The two companies have already begun work on the first implementation in a high-end electric vehicle for a leading European manufacturer.

BlackBerry QNX has partnered with Swedish digital audio pioneer Dirac.

According to Lars Carlsson, Dirac’s vice-president and head of business development automotive audio, the partnership enables automakers to optimize the sound experience across entire vehicle lineups while also demonstrating Dirac and BlackBerry QNX’s shared commitment to supporting the growing trend of software-defined vehicles that can offer subscription-based upgrades capable of receiving over-the-air software updates.

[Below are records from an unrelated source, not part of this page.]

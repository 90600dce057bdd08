//! Display implementations and a text dump for debugging.

use std::fmt;

use crate::expr::{Constant, Expression};
use crate::graph::ShaderGraph;
use crate::stmt::Statement;
use crate::types::{ScalarKind, ShaderType, VectorSize};
use crate::variable::Variable;

impl fmt::Display for ScalarKind {
    fn fmt(&self, f: &mut fmt::Formatter<'_>) -> fmt::Result {
        f.write_str(match self {
            Self::Float => "f32",
            Self::Uint => "u32",
            Self::Sint => "i32",
            Self::Bool => "bool",
        })
    }
}

impl fmt::Display for VectorSize {
    fn fmt(&self, f: &mut fmt::Formatter<'_>) -> fmt::Result {
        write!(f, "{}", *self as u32)
    }
}

impl fmt::Display for ShaderType {
    fn fmt(&self, f: &mut fmt::Formatter<'_>) -> fmt::Result {
        match self {
            Self::Scalar(kind) => write!(f, "{kind}"),
            Self::Vector { scalar, size, .. } => write!(f, "vec{size}<{scalar}>"),
            Self::Matrix {
                scalar,
                rows,
                columns,
                ..
            } => write!(f, "mat{rows}x{columns}<{scalar}>"),
            Self::Array { base, len, .. } => write!(f, "array<{base}, {len}>"),
            Self::Struct { members, .. } => {
                write!(f, "struct {{")?;
                for (i, m) in members.iter().enumerate() {
                    if i > 0 {
                        write!(f, ",")?;
                    }
                    write!(f, " @{} {}", m.offset, m.ty)?;
                }
                write!(f, " }}")
            }
        }
    }
}

/// Renders the graph as indented text, one line per node.
pub fn dump_graph(graph: &ShaderGraph) -> String {
    use std::fmt::Write;

    let mut out = String::new();
    let _ = writeln!(out, "Variables:");
    for (h, var) in graph.variables.iter() {
        let desc = match var {
            Variable::Buffer {
                set, slot, kind, ty, ..
            } => format!("buffer({set}, {slot}) {kind:?} : {ty}"),
            Variable::StructMember { parent, index } => {
                format!("member {index} of {parent:?}")
            }
            Variable::ArrayMember { parent, index } => {
                format!("element {index:?} of {parent:?}")
            }
            Variable::Attribute { location, .. } => format!("attribute(loc {location})"),
            Variable::Interpolant { location, .. } => format!("interpolant(loc {location})"),
            Variable::TessLevelInner => "tess_level_inner".into(),
            Variable::TessLevelOuter => "tess_level_outer".into(),
            Variable::Fragment { location, .. } => format!("fragment(loc {location})"),
            Variable::SampledImage {
                set, slot, dims, ..
            } => format!("sampled_image({set}, {slot}) {dims:?}"),
        };
        let _ = writeln!(out, "  {h:?} {desc}");
    }
    let _ = writeln!(out, "Expressions:");
    for (h, expr) in graph.expressions.iter() {
        let desc = match expr {
            Expression::Constant(Constant::F32(v)) => format!("const {v}f"),
            Expression::Constant(Constant::U32(v)) => format!("const {v}u"),
            Expression::Constant(Constant::I32(v)) => format!("const {v}i"),
            Expression::Constant(Constant::Bool(v)) => format!("const {v}"),
            Expression::Constant(Constant::Composite { ty, .. }) => format!("const {ty}"),
            Expression::Construct { components } => format!("construct {components:?}"),
            Expression::Swizzle { vector, mask } => format!("{vector:?}.{mask}"),
            Expression::Unary { op, expr } => format!("{op:?} {expr:?}"),
            Expression::Binary { op, left, right } => format!("{op:?} {left:?} {right:?}"),
            Expression::Math { fun, .. } => format!("{}(...)", fun.name()),
            Expression::Read { variable } => format!("read {variable:?}"),
            Expression::Sample { image, coords } => format!("sample {image:?} at {coords:?}"),
        };
        let _ = writeln!(out, "  {h:?} {desc}");
    }
    let _ = writeln!(out, "Statements:");
    for (h, stmt) in graph.statements.iter() {
        let desc = match stmt {
            Statement::Sequence { first, second } => format!("seq {first:?} {second:?}"),
            Statement::Write { variable, value } => format!("write {value:?} -> {variable:?}"),
        };
        let _ = writeln!(out, "  {h:?} {desc}");
    }
    out
}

“High-quality audio can be challenging for automakers to perfect across entire line-ups, but, with the new Dirac-enabled QNX audio framework, manufacturers can quickly and easily upgrade any vehicle’s sound system with enhanced performance,” Carlsson said. “This presents automakers with an opportunity to capitalize on consumer demand for high-quality audio, while providing them with software-defined vehicles that offer added capabilities through subscriptions and other upgrades. Partnering with BlackBerry QNX is a win-win for automakers and their customers alike, and we look forward to expanding the collaboration to continue to push the bounds of automotive audio.”


Dirac Opteo Professional will be accessible on all QNX supported chipsets through the QNX audio framework, eliminating the need for automakers to install audio software in either the head unit SoC or in a separate digital signal processor (DSP) – which can be a time consuming, expensive, and complex process.